Does Amazon Go sign the death of traditional grocery shopping?

As retail companies are trying to integrate digital technologies and innovative process into their business, former pure player Amazon strikes hard with the introduction of Amazon Go.

Amazon Go is the first check-out free shopping experience: simply enter a shop, grab your items and leave. Using a blend of technologies like sensor fusion, which captures the orientation of an item in 3D, Amazon Go allows to just grab your groceries and automatically add them to your virtual shopping cart. When you leave, your saved bank details are used to charge you – simple as that. Amazing, right?

I think this development is highly interesting – not so much for the technology is uses, but for showing that physical shopping is not dead and just needs to be improved with a blend of technology to become more convenient and relevant for busy, hyper connected consumers.

Seeing a pure player come to the physical space, however has big implications for traditional retailers, and not only pleasant ones. First, Amazon enjoys strong popularity and reputation as a top service provider. They can build on this existing image to bypass all awareness and reputation building with their physical store and steal mind shares from traditional retailers. Second, as some industry experts point out, this poses a major threat to physical business models relying on cashiers, and some fear the job loss implications of the Amazon Go format. Third, pure players like Amazon have long mastered the art of managing big consumer data: another competitive advantage compared to many physical retailers still struggling with this practice.

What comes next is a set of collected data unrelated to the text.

//! Server error block (TTC message type 4) and warning message (type 15).

use bytes::Bytes;

use super::capabilities::Capabilities;
use super::constants::{ccap, ERROR_FLAG_WARNING, ERROR_NO_DATA_FOUND};
use super::error::DecodeResult;
use super::ub::UbReader;

/// Position of a row affected by the failing call.
#[derive(Debug, Clone, Default, PartialEq, Eq)]
pub struct RowId {
    pub rba: u32,
    pub partition_id: u16,
    pub block_num: u32,
    pub slot_num: u16,
}

/// Error or warning reported by the server for the current call.
///
/// Number 0 with no message means the call succeeded; the block still carries
/// the cursor id and row count.
#[derive(Debug, Clone, Default, PartialEq, Eq)]
pub struct BackendError {
    pub number: u32,
    pub message: Option<String>,
    pub call_status: u32,
    pub cursor_id: u16,
    pub position: i16,
    pub row_count: u64,
    pub is_warning: bool,
    pub rowid: Option<RowId>,
    pub batch_error_codes: Vec<u32>,
    pub batch_error_offsets: Vec<u32>,
}

impl BackendError {
    /// ORA-01403 ends a fetch and is not a failure.
    pub fn is_no_data_found(&self) -> bool {
        self.number == ERROR_NO_DATA_FOUND
    }

    /// Failure the caller should see.
    pub fn is_failure(&self) -> bool {
        self.number != 0 && !self.is_no_data_found() && !self.is_warning
    }

    pub fn decode(buf: &mut Bytes, caps: &Capabilities) -> DecodeResult<Self> {
        let call_status = buf.read_ub4()?;
        buf.skip_ub2()?; // end to end seq#
        buf.skip_ub4()?; // current row number
        buf.skip_ub2()?; // error number
        buf.skip_ub2()?; // array elem error
        buf.skip_ub2()?; // array elem error
        let cursor_id = buf.read_ub2()?;
        let position = buf.read_sb2()?;
        buf.skip(5)?; // sql type, fatal?, flags, user cursor options, UPI parameter
        let flags = buf.read_u8()?;

        let rba = buf.read_ub4()?;
        let partition_id = buf.read_ub2()?;
        buf.skip_ub1()?;
        let block_num = buf.read_ub4()?;
        let slot_num = buf.read_ub2()?;
        let rowid = (rba != 0 || block_num != 0 || slot_num != 0).then_some(RowId {
            rba,
            partition_id,
            block_num,
            slot_num,
        });

        buf.skip_ub4()?; // OS error
        buf.skip_ub1()?; // statement number
        buf.skip_ub1()?; // call number
        buf.skip_ub2()?; // padding
        buf.skip_ub4()?; // success iters
        if buf.read_ub4()? > 0 {
            buf.skip_bytes_chunked()?; // oerrdd
        }

        let mut batch_error_codes = Vec::new();
        let count = buf.read_ub2()?;
        if count > 0 {
            buf.skip_ub1()?;
            for _ in 0..count {
                batch_error_codes.push(buf.read_ub2()? as u32);
            }
        }
        let mut batch_error_offsets = Vec::new();
        let count = buf.read_ub4()?;
        if count > 0 {
            buf.skip_ub1()?;
            for _ in 0..count {
                batch_error_offsets.push(buf.read_ub4()?);
            }
        }
        let count = buf.read_ub2()?;
        if count > 0 {
            buf.skip_ub1()?;
            for _ in 0..count {
                buf.skip_ub2()?;
                buf.read_str("batch error message")?;
                buf.skip(2)?; // end marker
            }
        }

        let number = buf.read_ub4()?;
        let row_count = buf.read_ub8()?;
        if caps.field_version_at_least(ccap::FIELD_VERSION_20_1) {
            buf.skip_ub4()?; // sql type
            buf.skip_ub4()?; // server checksum
        }
        let message = if number != 0 {
            buf.read_str("error message")?.map(|m| m.trim_end().to_string())
        } else {
            None
        };

        Ok(Self {
            number,
            message,
            call_status,
            cursor_id,
            position,
            row_count,
            is_warning: flags & ERROR_FLAG_WARNING != 0,
            rowid,
            batch_error_codes,
            batch_error_offsets,
        })
    }

    /// Standalone warning message.
    pub fn decode_warning(buf: &mut Bytes) -> DecodeResult<Self> {
        let number = buf.read_ub2()? as u32;
        let length = buf.read_ub2()?;
        buf.skip_ub2()?; // flags
        let message = if number != 0 && length > 0 {
            buf.read_str("warning message")?
        } else {
            None
        };
        Ok(Self {
            number,
            message,
            is_warning: true,
            ..Self::default()
        })
    }
}

impl std::fmt::Display for BackendError {
    fn fmt(&self, f: &mut std::fmt::Formatter<'_>) -> std::fmt::Result {
        match &self.message {
            Some(message) => f.write_str(message),
            None => write!(f, "ORA-{:05}", self.number),
        }
    }
}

I think however that such models are only the next step of improved shopping experiences. Self-check out already exist everywhere, some people purchase in-store on their mobile apps, others prefer ordering from home and picking up, or being delivered with Amazon Dash. I think Amazon Go is not the death of physical stores and jobs, quite the opposite. It only creates a different kind of experience to accommodate the needs and preferences of highly hybrid, urban and busy shoppers.

The first pilot store has been launched in Seattle but is not open to the public yet – the plan is top open over 2000 shops in the introductory phase according to the Wall Street Journal. I cannot wait to see it open in Europe. Let’s hope it’s before 2030!